Honestly, I think Harrington is emerging as *your* favorite simply because you think he's emerging as Paxson's "obvious" target.

How else do you explain a guy falling all over himself to justify one guy over another guy when he's admittedly not even watched much of him.

Look, I'm not saying this just to be a dick, but it's clear as day that's your agenda from the getgo. And that's fine; we can all root for guys for whatever reasons we choose. But if Kukuc4Ever is preemptively favoring a guy because he thinks Pax doesn't want him (which I think would be equally silly but which he's equally entitled to do), surely you're preemptively favoring a guy because you think Pax does want him.

*Either approach misses the point in my eyes, because neither of these guys are worth overspending too much on.* They're solid starting quality players with a slight possibility left of improving beyond that, but I really wouldn't bank on it. Honestly, our best bet might be to maximize our cap room (by moving Sweetney soon) and get into position to make an offer to both of them. But I wouldn't break into much of a sweat if we didn't get either of them.

*Rosenthall*, one thing about Gooden's jib, is that I'd imagine the Bulls will see what Hinrich thinks of him. The Bulls respect Kirk's basketball accumen; if he respects Gooden's, he's iin like Flynn.


----------



## Frankensteiner (Dec 29, 2004)

Mikedc said:


> How else do you explain a guy falling all over himself to justify one guy over another guy when he's admittedly not even watched much of him.


Wait, did you miss the part where I noted I'd rather have Gooden? Must have...



> Look, I'm not saying this just to be a dick, but it's clear as day that's your agenda from the getgo. And that's fine; we can all root for guys for whatever reasons we choose. But if Kukuc4Ever is preemptively favoring a guy because he thinks Pax doesn't want him (which I think would be equally silly but which he's equally entitled to do), surely you're preemptively favoring a guy because you think Pax does want him.


That's your opinion. I like both players (Gooden and Harrington). I can't see why an 18/7 PF wouldn't be able to help our team. He's better than any PF currently on our roster, right?
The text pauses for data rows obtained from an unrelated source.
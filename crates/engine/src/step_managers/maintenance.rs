// SPDX-License-Identifier: BUSL-1.1
// Copyright (c) 2026 Joborc Contributors

//! Maintenance Step Manager (§4.6): schedule-triggered housekeeping —
//! fails jobs whose heartbeat has gone stale so their parents can
//! propagate termination instead of waiting forever, and fails jobs
//! whose queue message has been dead-lettered (§7 "Queue deletion
//! failure").

use crate::step_manager::{StepContext, StepManager, StepResult};
use async_trait::async_trait;
use joborc_core::{Clock, Job, JobId, JobStatus};
use serde_json::json;

const DEFAULT_STALE_THRESHOLD_MINUTES: u64 = 10;

pub struct MaintenanceStepManager;

#[async_trait]
impl<C: Clock> StepManager<C> for MaintenanceStepManager {
    fn action(&self) -> &'static str {
        "maintenance"
    }

    async fn execute(&self, ctx: &StepContext<C>, job: &Job, root_id: JobId) -> StepResult {
        let threshold_minutes =
            job.config.get("stale_threshold_minutes").and_then(|v| v.as_u64()).unwrap_or(DEFAULT_STALE_THRESHOLD_MINUTES);

        let stale = match ctx.jobs.get_stale_jobs(threshold_minutes).await {
            Ok(stale) => stale,
            Err(error) => return StepResult::failed(error.to_string()),
        };

        let mut failed = 0;
        for stale_job in &stale {
            tracing::warn!(job_id = %root_id, stale_job_id = %stale_job.id, "marking stale job failed");
            match ctx
                .jobs
                .update_job_status(stale_job.id, JobStatus::Failed, Some("stale: heartbeat timeout".to_string()))
                .await
            {
                Ok(true) => failed += 1,
                Ok(false) => {}
                Err(error) => tracing::warn!(job_id = %root_id, stale_job_id = %stale_job.id, %error, "failed to fail stale job"),
            }
        }

        let dead_lettered = match ctx.queue.dead_letters().await {
            Ok(messages) => messages,
            Err(error) => return StepResult::failed(error.to_string()),
        };

        let mut dead_lettered_failed = 0;
        for message in &dead_lettered {
            let error_message = format!("dead-lettered after {} receives", message.receive_count);
            tracing::warn!(job_id = %root_id, dead_job_id = %message.job_id, "failing dead-lettered job");
            match ctx.jobs.update_job_status(message.job_id, JobStatus::Failed, Some(error_message)).await {
                Ok(true) => dead_lettered_failed += 1,
                Ok(false) => {}
                Err(error) => tracing::warn!(job_id = %root_id, dead_job_id = %message.job_id, %error, "failed to fail dead-lettered job"),
            }
        }

        StepResult::ok(
            [("stale_jobs_failed".to_string(), json!(failed)), ("dead_lettered_jobs_failed".to_string(), json!(dead_lettered_failed))]
                .into(),
        )
    }
}

#[cfg(test)]
#[path = "maintenance_tests.rs"]
mod tests;
// SPDX-License-Identifier: BUSL-1.1
// Copyright (c) 2026 Joborc Contributors

//! Topological ordering of a [`JobDefinition`]'s steps by `depends_on`
//! (§4.8: "For each step, in topological order of `depends_on`").

use std::collections::{HashMap, VecDeque};

use crate::definition::{JobDefinition, Step};
use crate::error::RunbookError;

/// Returns the definition's steps in an order where every step appears
/// after all the steps it `depends_on`. Kahn's algorithm so that, among
/// several valid orders, the one returned is deterministic for a given
/// input (ties broken by original declaration order).
pub fn topological_order(definition: &JobDefinition) -> Result<Vec<&Step>, RunbookError> {
    let index = definition.step_index();

    let mut seen_names = std::collections::HashSet::new();
    for step in &definition.steps {
        if !seen_names.insert(step.name.as_str()) {
            return Err(RunbookError::DuplicateStepName(step.name.clone()));
        }
    }

    let mut in_degree: HashMap<&str, usize> = HashMap::new();
    let mut dependents: HashMap<&str, Vec<&str>> = HashMap::new();
    for step in &definition.steps {
        in_degree.entry(step.name.as_str()).or_insert(0);
        for dep in &step.depends_on {
            if !index.contains_key(dep.as_str()) {
                return Err(RunbookError::UnknownDependency(step.name.clone(), dep.clone()));
            }
            *in_degree.entry(step.name.as_str()).or_insert(0) += 1;
            dependents.entry(dep.as_str()).or_default().push(step.name.as_str());
        }
    }

    let mut queue: VecDeque<&str> = definition
        .steps
        .iter()
        .map(|s| s.name.as_str())
        .filter(|name| in_degree[name] == 0)
        .collect();

    let mut ordered_names = Vec::with_capacity(definition.steps.len());
    while let Some(name) = queue.pop_front() {
        ordered_names.push(name);
        if let Some(deps) = dependents.get(name) {
            for &dependent in deps {
                let degree = in_degree.get_mut(dependent).expect("in_degree tracked for every step");
                *degree -= 1;
                if *degree == 0 {
                    queue.push_back(dependent);
                }
            }
        }
    }

    if ordered_names.len() != definition.steps.len() {
        let stuck = definition
            .steps
            .iter()
            .find(|s| !ordered_names.contains(&s.name.as_str()))
            .expect("at least one step remains unordered when a cycle exists");
        return Err(RunbookError::DependencyCycle(stuck.name.clone()));
    }

    Ok(ordered_names.into_iter().map(|name| &definition.steps[index[name]]).collect())
}

#[cfg(test)]
#[path = "topo_tests.rs"]
mod tests;
// SPDX-License-Identifier: BUSL-1.1
// Copyright (c) 2026 Alfred Jean LLC

use anyhow::Result;
use joborc_wire::{LogOrder, LogsQuery};

use crate::client::ApiClient;
use crate::output::{format_or_json, poll_log_follow, OutputFormat};

fn render_line(entry: &joborc_wire::LogEntryDto) -> String {
    format!("{} [{:?}] {}: {}", entry.timestamp, entry.level, entry.job_id, entry.message)
}

pub async fn handle(http_addr: &str, id: &str, include_descendants: bool, level: Option<String>, limit: Option<usize>, follow: bool, format: OutputFormat) -> Result<()> {
    let client = ApiClient::new(format!("http://{http_addr}"));
    let id = id.to_string();

    let query = LogsQuery { include_descendants, level: level.clone(), limit, cursor: None, order: LogOrder::Asc };
    let response = client.logs(&id, &query).await?;

    format_or_json(format, &response, || {
        if response.logs.is_empty() {
            eprintln!("No log entries found for job {id}");
        }
        for entry in &response.logs {
            println!("{}", render_line(entry));
        }
    })?;

    if follow {
        if matches!(format, OutputFormat::Json) {
            eprintln!("warning: --follow is not supported with --output json");
            return Ok(());
        }
        let cursor = response.next_cursor;
        poll_log_follow(cursor, |cursor| {
            let client = ApiClient::new(format!("http://{http_addr}"));
            let id = id.clone();
            let level = level.clone();
            async move {
                let query = LogsQuery { include_descendants, level, limit: None, cursor, order: LogOrder::Asc };
                let page = client.logs(&id, &query).await.map_err(|e| anyhow::anyhow!(e))?;
                let mut content = String::new();
                for entry in &page.logs {
                    content.push_str(&render_line(entry));
                    content.push('\n');
                }
                Ok((content, page.next_cursor))
            }
        })
        .await?;
    }
    Ok(())
}
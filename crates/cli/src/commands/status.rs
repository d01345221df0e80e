// SPDX-License-Identifier: BUSL-1.1
// Copyright (c) 2026 Alfred Jean LLC

use anyhow::Result;

use crate::client::ApiClient;
use crate::output::{format_or_json, OutputFormat};

pub async fn handle(http_addr: &str, id: &str, format: OutputFormat) -> Result<()> {
    let client = ApiClient::new(format!("http://{http_addr}"));
    let status = client.status(id).await?;

    format_or_json(format, &status, || {
        println!("{}  {}", crate::color::header(&status.id.to_string()), crate::color::status(&format!("{:?}", status.status).to_lowercase()));
        println!("name:       {}", status.name);
        println!("type:       {:?}", status.job_type);
        if let Some(parent) = &status.parent_id {
            println!("parent:     {parent}");
        }
        println!("progress:   {}/{}", status.progress.current, status.progress.total);
        println!(
            "children:   {} total, {} completed, {} failed, {} cancelled, {} pending, {} running",
            status.counters.total_children,
            status.counters.completed_children,
            status.counters.failed_children,
            status.counters.cancelled_children,
            status.counters.pending_children,
            status.counters.running_children,
        );
        if let Some(error) = &status.error_message {
            println!("error:      {}", crate::color::muted(error));
        }
    })
}
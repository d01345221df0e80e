// SPDX-License-Identifier: BUSL-1.1
// Copyright (c) 2026 Joborc Contributors

//! The agent Step Manager's collaborator for LLM completions (§1: external
//! collaborator, interface only).

use async_trait::async_trait;

use crate::error::AdapterError;

#[derive(Debug, Clone)]
pub struct CompletionRequest {
    pub prompt: String,
    pub model: String,
}

#[derive(Debug, Clone)]
pub struct CompletionResponse {
    pub text: String,
    pub finish_reason: String,
}

#[async_trait]
pub trait LlmClient: Send + Sync {
    async fn complete(&self, request: CompletionRequest) -> Result<CompletionResponse, AdapterError>;
}

#[cfg(any(test, feature = "test-support"))]
pub mod fake {
    use super::*;
    use parking_lot::Mutex;

    /// Returns `response` for every call, recording each request's prompt.
    pub struct FakeLlmClient {
        response: CompletionResponse,
        requests: Mutex<Vec<String>>,
    }

    impl FakeLlmClient {
        pub fn returning(text: impl Into<String>) -> Self {
            Self {
                response: CompletionResponse { text: text.into(), finish_reason: "stop".into() },
                requests: Mutex::new(Vec::new()),
            }
        }

        pub fn requests(&self) -> Vec<String> {
            self.requests.lock().clone()
        }
    }

    #[async_trait]
    impl LlmClient for FakeLlmClient {
        async fn complete(&self, request: CompletionRequest) -> Result<CompletionResponse, AdapterError> {
            self.requests.lock().push(request.prompt);
            Ok(self.response.clone())
        }
    }
}

#[cfg(test)]
#[path = "llm_client_tests.rs"]
mod tests;
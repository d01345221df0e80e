// SPDX-License-Identifier: BUSL-1.1
// Copyright (c) 2026 Joborc Contributors

//! joborc-storage: storage contracts for the Job Orchestration Core (§6.1)
//! and in-memory reference implementations of each.

mod error;
mod job_storage;
mod log_storage;
mod message_queue;

pub use error::StorageError;
pub use job_storage::{InMemoryJobStorage, JobFilter, QueueStorage, StepStats};
pub use log_storage::{InMemoryLogStorage, LogStorage};
pub use message_queue::{DeleteHandle, InMemoryMessageQueue, MessageQueue};
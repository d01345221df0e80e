// SPDX-License-Identifier: BUSL-1.1
// Copyright (c) 2026 Joborc Contributors

//! §8 scenario 4: 5 siblings under one parent with `on_error = stop,
//! max_failed = 0`; the second sibling fails, the parent fails, and the
//! remaining pending siblings are cancelled without ever executing.

use std::sync::atomic::{AtomicU32, Ordering};
use std::sync::Arc;
use std::time::Duration;

use async_trait::async_trait;
use joborc_core::{CountersDelta, JobStatus, JobType, QueueMessage};
use joborc_engine::{StepContext, StepManager, StepManagerRegistry, StepResult};
use serde_json::json;

use super::support::{wait_until, Harness};

struct CountingManager {
    action: &'static str,
    fail: bool,
    executions: Arc<AtomicU32>,
}

#[async_trait]
impl StepManager<joborc_core::SystemClock> for CountingManager {
    fn action(&self) -> &'static str {
        self.action
    }

    async fn execute(
        &self,
        _ctx: &StepContext<joborc_core::SystemClock>,
        _job: &joborc_core::Job,
        _root_id: joborc_core::JobId,
    ) -> StepResult {
        self.executions.fetch_add(1, Ordering::SeqCst);
        if self.fail {
            StepResult::failed("boom")
        } else {
            StepResult::ok(Default::default())
        }
    }
}

#[tokio::test]
async fn siblings_after_a_stopping_failure_are_cancelled_without_executing() {
    let executions = Arc::new(AtomicU32::new(0));
    let mut registry = StepManagerRegistry::new();
    registry.register(Arc::new(CountingManager { action: "ok", fail: false, executions: executions.clone() }));
    registry.register(Arc::new(CountingManager { action: "boom", fail: true, executions: executions.clone() }));
    let harness = Harness::spawn(registry, 1);

    let parent_config = [("max_failed".to_string(), json!(0))].into();
    let parent_id = harness.jobs.create_job(None, JobType::Step, "root", "parent", parent_config).await.unwrap();

    let mut siblings = Vec::new();
    for i in 0..5 {
        let action = if i == 1 { "boom" } else { "ok" };
        let config = [("on_error".to_string(), json!("stop"))].into();
        let child_id = harness.jobs.create_job(Some(parent_id), JobType::Crawler, action, format!("sibling-{i}"), config).await.unwrap();
        harness.jobs.update_progress_counters_atomic(parent_id, CountersDelta::spawn_child()).await.unwrap();
        siblings.push(child_id);
    }

    // Enqueue sibling 2 (the failing one) first so it's guaranteed to be
    // dispatched before its pending neighbours, on a single worker.
    harness.queue.enqueue(QueueMessage::new(siblings[1], "boom", 0)).await.unwrap();
    for (i, id) in siblings.iter().enumerate() {
        if i != 1 {
            harness.queue.enqueue(QueueMessage::new(*id, "ok", 0)).await.unwrap();
        }
    }

    let settled = wait_until(Duration::from_secs(5), || {
        let jobs = harness.jobs.clone();
        async move { jobs.get_job(parent_id).await.ok().flatten().is_some_and(|j| j.status.is_terminal()) }
    })
    .await;
    assert!(settled, "parent should reach a terminal status");

    let parent = harness.jobs.get_job(parent_id).await.unwrap().unwrap();
    assert_eq!(parent.status, JobStatus::Failed);

    // Give already-dequeued siblings time to finish; the failure handler
    // cancels only those still Pending at the moment it runs.
    tokio::time::sleep(Duration::from_millis(50)).await;

    for (i, id) in siblings.iter().enumerate() {
        let sibling = harness.jobs.get_job(*id).await.unwrap().unwrap();
        if i == 1 {
            assert_eq!(sibling.status, JobStatus::Failed);
        } else {
            assert_eq!(sibling.status, JobStatus::Cancelled, "sibling {i} should be cancelled, not executed");
        }
    }
    // Only the failing sibling ever ran its StepManager — the rest were
    // cancelled while still queued, single-worker scheduling guarantees
    // they're dispatched after the cancellation already landed.
    assert_eq!(executions.load(Ordering::SeqCst), 1);

    harness.shutdown().await;
}
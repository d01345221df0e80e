//! Workspace-level end-to-end scenarios (§8). Each test wires a full
//! in-memory orchestrator — `DefinitionOrchestrator` + `JobProcessor` +
//! `LogService` over `joborc-storage`'s in-memory backends — and drains it
//! to a fixed point, so these run without a daemon process or sockets.

mod specs {
    mod child_failure_with_stop;
    mod cursor_pagination;
    mod deletion_under_fast_execution;
    mod log_ordering_under_concurrency;
    mod startup_recovery;
    mod support;
    mod two_step_crawl;
}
If that makes me a Pax homer in your eyes, that's fine, but I'm not the only one of that opinion.


----------



## Darius Miles Davis (Aug 2, 2002)

Guys, Harrington usually doesn't guard centers or power forwards. So if he's a Bull, and he's on the court, who's going to guard a big consistently? Deng? Nocioni? (Ick.)


----------



## TripleDouble (Jul 26, 2002)

rlucas4257 said:


> But we eventually need to find a way to generate high % shots from our offense, both in the halfcourt and fullcourt. Harrington doesnt get you that, or much defense either. Al is a good stats player, but in reality, for an elite team, he is a 6th man or first forward off the bench. Do we want to be locked into that type of money (he apparently wants the max) for the long term?


Totally agree.


----------



## Frankensteiner (Dec 29, 2004)

Al Harrington played the 3rd most minutes (30.9) on a 61 win team, many of which were at PF when O'Neal would slide over to the C spot. Foster, the starting C, played less than Harrington (23.9).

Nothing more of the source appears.